3. After completion of investigation show cause notice dated 09.06.2008 was issued alleging clandestine clearance of goods by DTPL and demand of Central Excise duty involved in such goods. This show cause notice came to be decided vide the order-in-original impugned before us. In the impugned order, total Central Excise duty amounting to Rs. 93,81,830/- was demanded from DTPL alongwith interest and penalty of an equal amount. The goods seized at the premises of M/s. Achiever International was confiscated, duty demanded of Rs. 4,29,977/-. Penalties were also imposed on Sh. Anuj Mahajan, Director of DTPL as well as Sh. Vineet Gupta, Partners M/s. Achiever International. Aggrieved by the two impugned orders, the present appeals have been filed.
4. With the above background, we heard Sh. Pradeep Jain, ld. Advocate for the appellant and Sh. H.C. Saini, ld. AR for the Revenue.
5. The submissions made on behalf of the appellants are summarised below:
i) At the time of search in various premises, no goods were found at the main premises of DTPL. The goods CFL tubes were got manufactured from job workers until 2006, the goods manufactured on job work basis are required to discharge duty by job worker and not by the principal manufacturer.
ii) During the course of search operation, the stock of raw materials and finished goods were seized.
iii) The duty demand has been raised on the quantity of goods alleged to have been manufactured by DTPL and determined on the basis of documents seized from (1) Buyer (2) Job worker and (3) DTPL. Ld. Counsel submitted that such demand is inflated since several quantities are common to all the three.
(iv) He raised serious objection to the failure to observe the principals of natural justice.
(v) He submitted that the demand is based on loose slips but none of the relied upon documents have been supplied to the appellant to defend their case.

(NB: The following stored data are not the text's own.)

#[cfg(test)]
mod tests {
    use super::*;

    #[test]
    fn build_and_cell_size_truncation() {
        let g = Grid::new(25, 600);
        assert_eq!(g.rows(), 25);
        assert_eq!(g.cell_size(), 24);
        assert_eq!(g.len(), 625);

        // 600 / 7 = 85, leaving a 5 pixel margin.
        let g = Grid::new(7, 600);
        assert_eq!(g.cell_size(), 85);
    }

    #[test]
    fn idx_point_round_trip() {
        let g = Grid::new(4, 400);
        for i in 0..g.len() {
            assert_eq!(g.idx(g.point(i)), Some(i));
        }
        assert_eq!(g.idx(Point::new(3, 2)), Some(11));
        assert_eq!(g.idx(Point::new(4, 0)), None);
        assert_eq!(g.idx(Point::new(0, -1)), None);
    }

    #[test]
    fn at_most_one_start_and_end() {
        let mut g = Grid::new(5, 500);
        assert!(g.set_start(Point::new(0, 0)));
        assert!(g.set_start(Point::new(1, 1)));
        assert_eq!(g.state(Point::new(0, 0)), Some(CellState::Default));
        assert_eq!(g.start(), Some(Point::new(1, 1)));

        assert!(g.set_end(Point::new(2, 2)));
        assert!(g.set_end(Point::new(3, 3)));
        assert_eq!(g.state(Point::new(2, 2)), Some(CellState::Default));
        assert_eq!(g.end(), Some(Point::new(3, 3)));

        let starts = g.iter().filter(|c| c.is_start()).count();
        let ends = g.iter().filter(|c| c.is_end()).count();
        assert_eq!((starts, ends), (1, 1));
    }

    #[test]
    fn designations_and_obstacles_exclude_each_other() {
        let mut g = Grid::new(5, 500);
        g.set_start(Point::new(0, 0));
        g.set_end(Point::new(4, 4));

        // No obstacle over a marker, no marker over an obstacle.
        assert!(!g.set_obstacle(Point::new(0, 0)));
        assert!(!g.set_obstacle(Point::new(4, 4)));
        assert!(g.set_obstacle(Point::new(2, 2)));
        assert!(!g.set_start(Point::new(2, 2)));
        assert!(!g.set_end(Point::new(2, 2)));

        // Start and end may not share a cell.
        assert!(!g.set_end(Point::new(0, 0)));
    }

    #[test]
    fn erase_clears_designation() {
        let mut g = Grid::new(3, 300);
        g.set_start(Point::new(0, 0));
        g.erase(Point::new(0, 0));
        assert_eq!(g.start(), None);
        assert_eq!(g.state(Point::new(0, 0)), Some(CellState::Default));
    }

    #[test]
    fn obstacle_edits_mark_adjacency_stale() {
        let mut g = Grid::new(3, 300);
        assert!(!g.adjacency_fresh());
        g.recompute_all_neighbors();
        assert!(g.adjacency_fresh());
        g.set_obstacle(Point::new(1, 1));
        assert!(!g.adjacency_fresh());
        g.recompute_all_neighbors();
        assert!(g.adjacency_fresh());
        g.erase(Point::new(1, 1));
        assert!(!g.adjacency_fresh());
    }

    #[test]
    fn neighbor_lists_follow_down_up_right_left_order() {
        let mut g = Grid::new(3, 300);
        g.recompute_all_neighbors();
        // Center cell (1, 1) = index 4: down (1,2)=7, up (1,0)=1,
        // right (2,1)=5, left (0,1)=3.
        assert_eq!(g.cell(Point::new(1, 1)).unwrap().neighbors(), &[7, 1, 5, 3]);
        // Corner (0, 0): down (0,1)=3, right (1,0)=1.
        assert_eq!(g.cell(Point::new(0, 0)).unwrap().neighbors(), &[3, 1]);
    }

    #[test]
    fn recompute_removes_and_restores_obstacles() {
        let mut g = Grid::new(3, 300);
        g.recompute_all_neighbors();
        let center = g.idx(Point::new(1, 1)).unwrap();
        for n in Point::new(1, 1).neighbors_4() {
            assert!(g.cell(n).unwrap().neighbors().contains(&center));
        }

        g.set_obstacle(Point::new(1, 1));
        g.recompute_all_neighbors();
        for n in Point::new(1, 1).neighbors_4() {
            assert!(!g.cell(n).unwrap().neighbors().contains(&center));
        }

        g.erase(Point::new(1, 1));
        g.recompute_all_neighbors();
        for n in Point::new(1, 1).neighbors_4() {
            assert!(g.cell(n).unwrap().neighbors().contains(&center));
        }
    }

    #[test]
    fn clear_drops_everything() {
        let mut g = Grid::new(4, 400);
        g.set_start(Point::new(0, 0));
        g.set_end(Point::new(3, 3));
        g.set_obstacle(Point::new(1, 1));
        g.recompute_all_neighbors();

        g.clear();
        assert_eq!(g.start(), None);
        assert_eq!(g.end(), None);
        assert!(!g.adjacency_fresh());
        assert!(g.iter().all(|c| c.state() == CellState::Default));
    }

    #[test]
    fn clear_search_markings_restores_markers() {
        let mut g = Grid::new(3, 300);
        g.set_start(Point::new(0, 0));
        g.set_end(Point::new(2, 2));

        // Simulate a finished search's leftovers.
        let end = g.idx(Point::new(2, 2)).unwrap();
        g.cell_at_mut(end).mark_frontier();
        let i = g.idx(Point::new(1, 0)).unwrap();
        g.cell_at_mut(i).mark_visited();
        let j = g.idx(Point::new(0, 1)).unwrap();
        g.cell_at_mut(j).mark_path();

        g.clear_search_markings();
        assert_eq!(g.state(Point::new(2, 2)), Some(CellState::End));
        assert_eq!(g.state(Point::new(0, 0)), Some(CellState::Start));
        assert_eq!(g.state(Point::new(1, 0)), Some(CellState::Default));
        assert_eq!(g.state(Point::new(0, 1)), Some(CellState::Default));
    }

    #[test]
    fn locate_maps_pixels_and_rejects_the_margin() {
        let g = Grid::new(7, 600); // cell_size 85, painted area 595 px
        assert_eq!(g.locate(Point::new(0, 0)), Some(Point::new(0, 0)));
        assert_eq!(g.locate(Point::new(84, 84)), Some(Point::new(0, 0)));
        assert_eq!(g.locate(Point::new(85, 0)), Some(Point::new(1, 0)));
        assert_eq!(g.locate(Point::new(594, 594)), Some(Point::new(6, 6)));
        // The 5 px remainder margin maps to no cell.
        assert_eq!(g.locate(Point::new(595, 0)), None);
        assert_eq!(g.locate(Point::new(0, 599)), None);
        assert_eq!(g.locate(Point::new(-1, 0)), None);
    }

    #[test]
    fn compute_frame_emits_only_changes() {
        let mut g = Grid::new(3, 300);
        let prev: Vec<CellState> = g.iter().map(Cell::state).collect();

        g.set_start(Point::new(0, 0));
        g.set_obstacle(Point::new(2, 1));
        let frame = compute_frame(&prev, &g);
        assert_eq!(frame.rows, 3);
        assert_eq!(frame.cells.len(), 2);
        assert!(frame.cells.contains(&FrameCell {
            pos: Point::new(0, 0),
            state: CellState::Start,
        }));
        assert!(frame.cells.contains(&FrameCell {
            pos: Point::new(2, 1),
            state: CellState::Obstacle,
        }));
    }

    #[test]
    fn full_frame_covers_every_cell() {
        let g = Grid::new(4, 400);
        let frame = Frame::full(&g);
        assert_eq!(frame.cells.len(), 16);
        assert!(frame.cells.iter().all(|fc| fc.state == CellState::Default));
    }
}
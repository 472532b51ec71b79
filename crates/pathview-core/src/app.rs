//! The back-end boundary: the [`Driver`] trait and the [`Context`]
//! cancellation token.

use std::sync::Arc;
use std::sync::atomic::{AtomicBool, Ordering};
use std::sync::mpsc::Sender;

use crate::grid::Frame;
use crate::messages::Msg;

// ---------------------------------------------------------------------------
// Context (cancellation token)
// ---------------------------------------------------------------------------

/// A cooperative-cancellation token backed by an [`AtomicBool`].
///
/// The controller hands a fresh token to each search run so a key press
/// observed inside the render callback can interrupt the search loop.
#[derive(Clone, Debug, Default)]
pub struct Context {
    done: Arc<AtomicBool>,
}

impl Context {
    /// Create a new, non-cancelled context.
    pub fn new() -> Self {
        Self::default()
    }

    /// Whether cancellation has been requested.
    #[inline]
    pub fn is_done(&self) -> bool {
        self.done.load(Ordering::Relaxed)
    }

    /// Request cancellation.
    #[inline]
    pub fn cancel(&self) {
        self.done.store(true, Ordering::Relaxed);
    }
}

// ---------------------------------------------------------------------------
// Driver trait
// ---------------------------------------------------------------------------

/// A presentation back-end (e.g. a terminal).
///
/// The application never touches a rendering technology directly; it paints
/// by flushing [`Frame`]s and receives input as [`Msg`] values.
pub trait Driver {
    /// Initialise the back-end.
    fn init(&mut self) -> Result<(), Box<dyn std::error::Error>>;

    /// Poll for input, translating native events into [`Msg`]s sent through
    /// `tx`. Implementations should return promptly when no input is
    /// pending and honour `ctx.is_done()`.
    fn poll_msgs(
        &mut self,
        ctx: &Context,
        tx: Sender<Msg>,
    ) -> Result<(), Box<dyn std::error::Error>>;

    /// Paint a set of cell changes.
    fn flush(&mut self, frame: &Frame) -> Result<(), Box<dyn std::error::Error>>;

    /// Show status text on the given surface row (below the board).
    fn flush_status(&mut self, row: i32, text: &str) -> Result<(), Box<dyn std::error::Error>>;

    /// How many surface columns one board cell occupies. Pointer positions
    /// in [`Msg::Mouse`] are divided by this to obtain a cell column.
    fn cell_columns(&self) -> i32 {
        1
    }

    /// Clean up / restore the terminal.
    fn close(&mut self);
}

#[cfg(test)]
mod tests {
    use super::*;

    #[test]
    fn context_cancellation_is_shared() {
        let ctx = Context::new();
        let clone = ctx.clone();
        assert!(!ctx.is_done());
        clone.cancel();
        assert!(ctx.is_done());
    }
}
use pathview_core::Point;

/// Manhattan (L1) distance between two points.
///
/// Admissible and consistent for 4-directional unit-cost movement, so A*
/// guided by it returns optimal paths.
#[inline]
pub fn manhattan(a: Point, b: Point) -> i32 {
    (a.x - b.x).abs() + (a.y - b.y).abs()
}

#[cfg(test)]
mod tests {
    use super::*;

    #[test]
    fn manhattan_distance() {
        assert_eq!(manhattan(Point::new(0, 0), Point::new(4, 4)), 8);
        assert_eq!(manhattan(Point::new(3, 1), Point::new(1, 2)), 3);
        assert_eq!(manhattan(Point::new(2, 2), Point::new(2, 2)), 0);
    }
}
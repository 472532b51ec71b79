//! Shortest-path search for the pathview board.
//!
//! One algorithm lives here: **A\*** over the 4-connected uniform-cost grid
//! ([`Searcher::search`]), driven by the grid's precomputed adjacency and a
//! render callback invoked once per cell expansion and once per revealed
//! path cell, so a front-end can animate the search as it runs.
//!
//! [`Searcher`] owns and reuses its internal node arena so repeated runs
//! incur no allocations after warm-up. Ties on the cost estimate are broken
//! by discovery order (FIFO), making every run reproducible for a given
//! board.

mod astar;
mod distance;

pub use astar::{SearchError, SearchOutcome, Searcher, UNREACHABLE};
pub use distance::manhattan;
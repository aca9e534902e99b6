//! Objective functions over a flat parameter vector.
//!
//! [`ErrorFunction`] is the objective an optimizer minimizes
//! to fit a model to labeled data.
//! [`TwoNormRegularizer`] and [`OneNormRegularizer`]
//! can be added to it as a penalty.

/// Defines the batch selection strategies.
pub mod batch_selection;
/// Defines the error function.
pub mod error_function;
/// Defines the builder of the error function.
pub mod builder;
/// Defines the regularizers.
pub mod regularizer;
// Type erasure over (dataset, model, loss).
pub(crate) mod function_wrapper;

pub use batch_selection::BatchSelection;
pub use error_function::ErrorFunction;
pub use builder::ErrorFunctionBuilder;
pub use regularizer::{OneNormRegularizer, TwoNormRegularizer};

use crate::error::{FitError, Result};


/// A scalar function of a parameter vector,
/// as seen by an optimizer.
pub trait ObjectiveFunction: Send + Sync {
    /// The name of the objective.
    fn name(&self) -> &str;


    /// Returns the number of variables.
    fn number_of_variables(&self) -> usize;


    /// Returns `true` if `eval_derivative` is available.
    fn has_first_derivative(&self) -> bool {
        false
    }


    /// Returns a point an optimizer can start from.
    fn propose_starting_point(&self) -> Vec<f64> {
        vec![0f64; self.number_of_variables()]
    }


    /// Evaluates the objective at `point`.
    fn eval(&self, point: &[f64]) -> Result<f64>;


    /// Evaluates the objective at `point` and writes the gradient
    /// into `derivative`, which is resized to `number_of_variables()`.
    /// Returns the same value as `eval`.
    fn eval_derivative(&self, _point: &[f64], _derivative: &mut Vec<f64>)
        -> Result<f64>
    {
        Err(FitError::DerivativeUnavailable(self.name().to_string()))
    }


    /// Returns the settings of the objective
    /// as pairs of `(key, value)`.
    fn info(&self) -> Option<Vec<(String, String)>> {
        None
    }
}
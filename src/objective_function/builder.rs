use std::sync::Arc;

use rand::prelude::*;
use rand::rngs::StdRng;

use crate::constants::DEFAULT_PARALLEL;
use crate::dataset::LabeledData;
use crate::error::Result;
use crate::loss::Loss;
use crate::model::Model;

use super::{BatchSelection, ErrorFunction, ObjectiveFunction};


/// `ErrorFunctionBuilder` is a struct to construct [`ErrorFunction`].
/// You need to specify the followings:
///
/// - Training examples,
/// - Model, and
/// - Loss function.
///
/// The remaining settings have defaults:
/// full-batch evaluation, parallel batches, no regularizer,
/// and no random source.
///
/// # Example
/// ```no_run
/// use std::sync::Arc;
/// use minifit::prelude::*;
/// # fn build<M, L>(data: LabeledData<Vec<f64>, Vec<f64>>, model: M, loss: L)
/// #     -> minifit::Result<()>
/// #     where M: Model<Input = Vec<f64>> + Clone + Send + Sync + 'static,
/// #           L: Loss<Label = Vec<f64>, Output = M::Output>
/// #               + Clone + Send + Sync + 'static,
/// # {
/// let n_variables = model.number_of_parameters();
/// let error = ErrorFunctionBuilder::new(data, model, loss)
///     .minibatch(true)
///     .seed(1234)
///     .regularizer(0.01, Arc::new(TwoNormRegularizer::new(n_variables)))
///     .build()?;
/// # Ok(())
/// # }
/// ```
pub struct ErrorFunctionBuilder<I, Y, M, L> {
    dataset: Arc<LabeledData<I, Y>>,
    model: M,
    loss: L,
    minibatch: bool,
    parallel: bool,
    rng: Option<StdRng>,
    regularizer: Option<(f64, Arc<dyn ObjectiveFunction>)>,
}


impl<I, Y, M, L> ErrorFunctionBuilder<I, Y, M, L>
    where I: Send + Sync + 'static,
          Y: Send + Sync + 'static,
          M: Model<Input = I> + Clone + Send + Sync + 'static,
          L: Loss<Label = Y, Output = M::Output>
              + Clone + Send + Sync + 'static,
{
    /// Construct a new instance of `ErrorFunctionBuilder`.
    pub fn new(
        dataset: impl Into<Arc<LabeledData<I, Y>>>,
        model: M,
        loss: L,
    ) -> Self
    {
        Self {
            dataset: dataset.into(),
            model,
            loss,
            minibatch: false,
            parallel: DEFAULT_PARALLEL,
            rng: None,
            regularizer: None,
        }
    }


    /// Visit a single random batch per evaluation.
    /// Default is `false`.
    pub fn minibatch(mut self, minibatch: bool) -> Self {
        self.minibatch = minibatch;
        self
    }


    /// Evaluate the batches in parallel.
    /// The result does not depend on this setting.
    /// Default is `true`.
    pub fn parallel(mut self, parallel: bool) -> Self {
        self.parallel = parallel;
        self
    }


    /// Bind a random source seeded with `seed`.
    pub fn seed(mut self, seed: u64) -> Self {
        self.rng = Some(StdRng::seed_from_u64(seed));
        self
    }


    /// Bind `rng` as the random source.
    pub fn rng(mut self, rng: StdRng) -> Self {
        self.rng = Some(rng);
        self
    }


    /// Set the regularizer and its factor.
    /// See [`ErrorFunction::set_regularizer`].
    pub fn regularizer(
        mut self,
        factor: f64,
        regularizer: Arc<dyn ObjectiveFunction>,
    ) -> Self
    {
        self.regularizer = Some((factor, regularizer));
        self
    }


    /// Build the [`ErrorFunction`].
    pub fn build(self) -> Result<ErrorFunction> {
        let selection = if self.minibatch {
            BatchSelection::minibatch()
        } else {
            BatchSelection::FullBatch
        };

        let mut error = ErrorFunction::from_parts(
            self.dataset, self.model, self.loss, selection, self.parallel,
        )?;

        if let Some(rng) = self.rng {
            error.set_rng(rng);
        }
        if let Some((factor, regularizer)) = self.regularizer {
            error.set_regularizer(factor, regularizer)?;
        }
        Ok(error)
    }
}
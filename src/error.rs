//! Error type shared by every component of this crate.
use thiserror::Error;


/// Errors reported by the error function and the ensemble models.
///
/// All variants are contract violations:
/// they abort the current operation and leave the receiver untouched.
/// Numerical problems (`NaN`, `inf`) are never reported here,
/// they propagate through the returned values.
#[derive(Debug, Error, Clone, PartialEq)]
pub enum FitError {
    /// The dataset does not contain a single example.
    #[error("the dataset is empty")]
    EmptyDataset,

    /// Two sequences that must be parallel have different lengths.
    #[error("length mismatch in {what}: expected {expected}, got {got}")]
    LengthMismatch {
        /// What was compared.
        what: &'static str,
        /// The expected length.
        expected: usize,
        /// The actual length.
        got: usize,
    },

    /// The batch size must be positive.
    #[error("batch size must be positive, got {0}")]
    InvalidBatchSize(usize),

    /// A parameter vector of the wrong length was supplied.
    #[error("parameter vector has length {got}, expected {expected}")]
    ParameterLength {
        /// The declared number of parameters.
        expected: usize,
        /// The length of the supplied vector.
        got: usize,
    },

    /// A weight violates its domain.
    #[error("invalid weight {weight}: {reason}")]
    InvalidWeight {
        /// The rejected weight.
        weight: f64,
        /// Which rule was violated.
        reason: &'static str,
    },

    /// An index does not refer to an existing element.
    #[error("index {index} is out of range for length {len}")]
    IndexOutOfRange {
        /// The requested index.
        index: usize,
        /// The number of elements.
        len: usize,
    },

    /// The model or the loss cannot provide a first derivative.
    #[error("`{0}` does not provide a first derivative")]
    DerivativeUnavailable(String),

    /// Minibatch sampling was requested before a random source was bound.
    #[error(
        "no random number generator is bound. \
         call `ErrorFunction::init` or `ErrorFunction::set_rng` first"
    )]
    RngNotInitialized,

    /// A sub-model output has a different size than the ensemble output.
    #[error("output dimension mismatch: expected {expected}, got {got}")]
    DimensionMismatch {
        /// The output size of the ensemble.
        expected: usize,
        /// The output size produced by the sub-model.
        got: usize,
    },

    /// A sub-model voted for a class outside of the output range.
    #[error("class index {class} is out of range for {n_classes} classes")]
    ClassOutOfRange {
        /// The predicted class index.
        class: usize,
        /// The output size of the ensemble.
        n_classes: usize,
    },

    /// A stored weight sum disagrees with the weights it should total.
    #[error("stored weight sum {stored} does not match the weights ({computed})")]
    InconsistentWeightSum {
        /// The stored sum.
        stored: f64,
        /// The sum of the weights.
        computed: f64,
    },

    /// An ensemble without sub-models cannot be evaluated.
    #[error("the ensemble has no sub-models")]
    EmptyEnsemble,

    /// The ensemble output size is unset and cannot be inferred.
    #[error(
        "the output size is unknown. \
         call `MeanModel::set_output_size` before evaluation"
    )]
    UnknownOutputSize,
}


/// Result type of this crate.
pub type Result<T> = std::result::Result<T, FitError>;
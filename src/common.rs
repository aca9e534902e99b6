//! Defines some common functions used in this library.

/// Defines some checker functions.
pub(crate) mod checker;

/// Defines vector helpers and the stats printer.
pub(crate) mod utils;
//! Ensembles of already trained models.

/// Defines the aggregation rules.
pub mod aggregation;
/// Defines the weighted mean of models.
pub mod mean_model;

pub use aggregation::{Aggregate, Aggregation};
pub use mean_model::MeanModel;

(vi) He also submitted that the appellants had sought the cross examination of various persons whose statements have been used as evidence against them but the adjudicating authority has not permitted the cross-examination of any of the persons. This involved violation of principles of natural justice.
(vii) The quantification adopted by the adjudicating authority for arriving at the demand is not known. It is also not evident what is the basis for such quantification either from show cause notice or from the impugned orders. Finally, he submitted that the impugned orders may be set aside.
(viii) DTPL will be entitled to the benefit of SSI exemption under Notification No. 8/2006 which has been denied by the adjudicating authority. He claimed that such benefit will be available to the appellant.
6. Ld. AR Sh. H.C. Saini justified the impugned orders. It is his submission that DTPL is to be considered the manufacturer since they have supplied the required raw materials and packing materials to job workers for manufacture of CFL on their account. Such CFLs manufactured have subsequently been sold to buyers. Hence, DTPL is liable for payment of excise duty on the same.
The issue of SSI benefit, which has been denied, has not been raised in the earlier proceedings. Further, DTPL will not be eligible for such benefit, since the CFL cleared by them bears the brand name of other persons. In any case, the claim of SSI benefit, which was never raised before the lower authorities cannot be raised in this forum.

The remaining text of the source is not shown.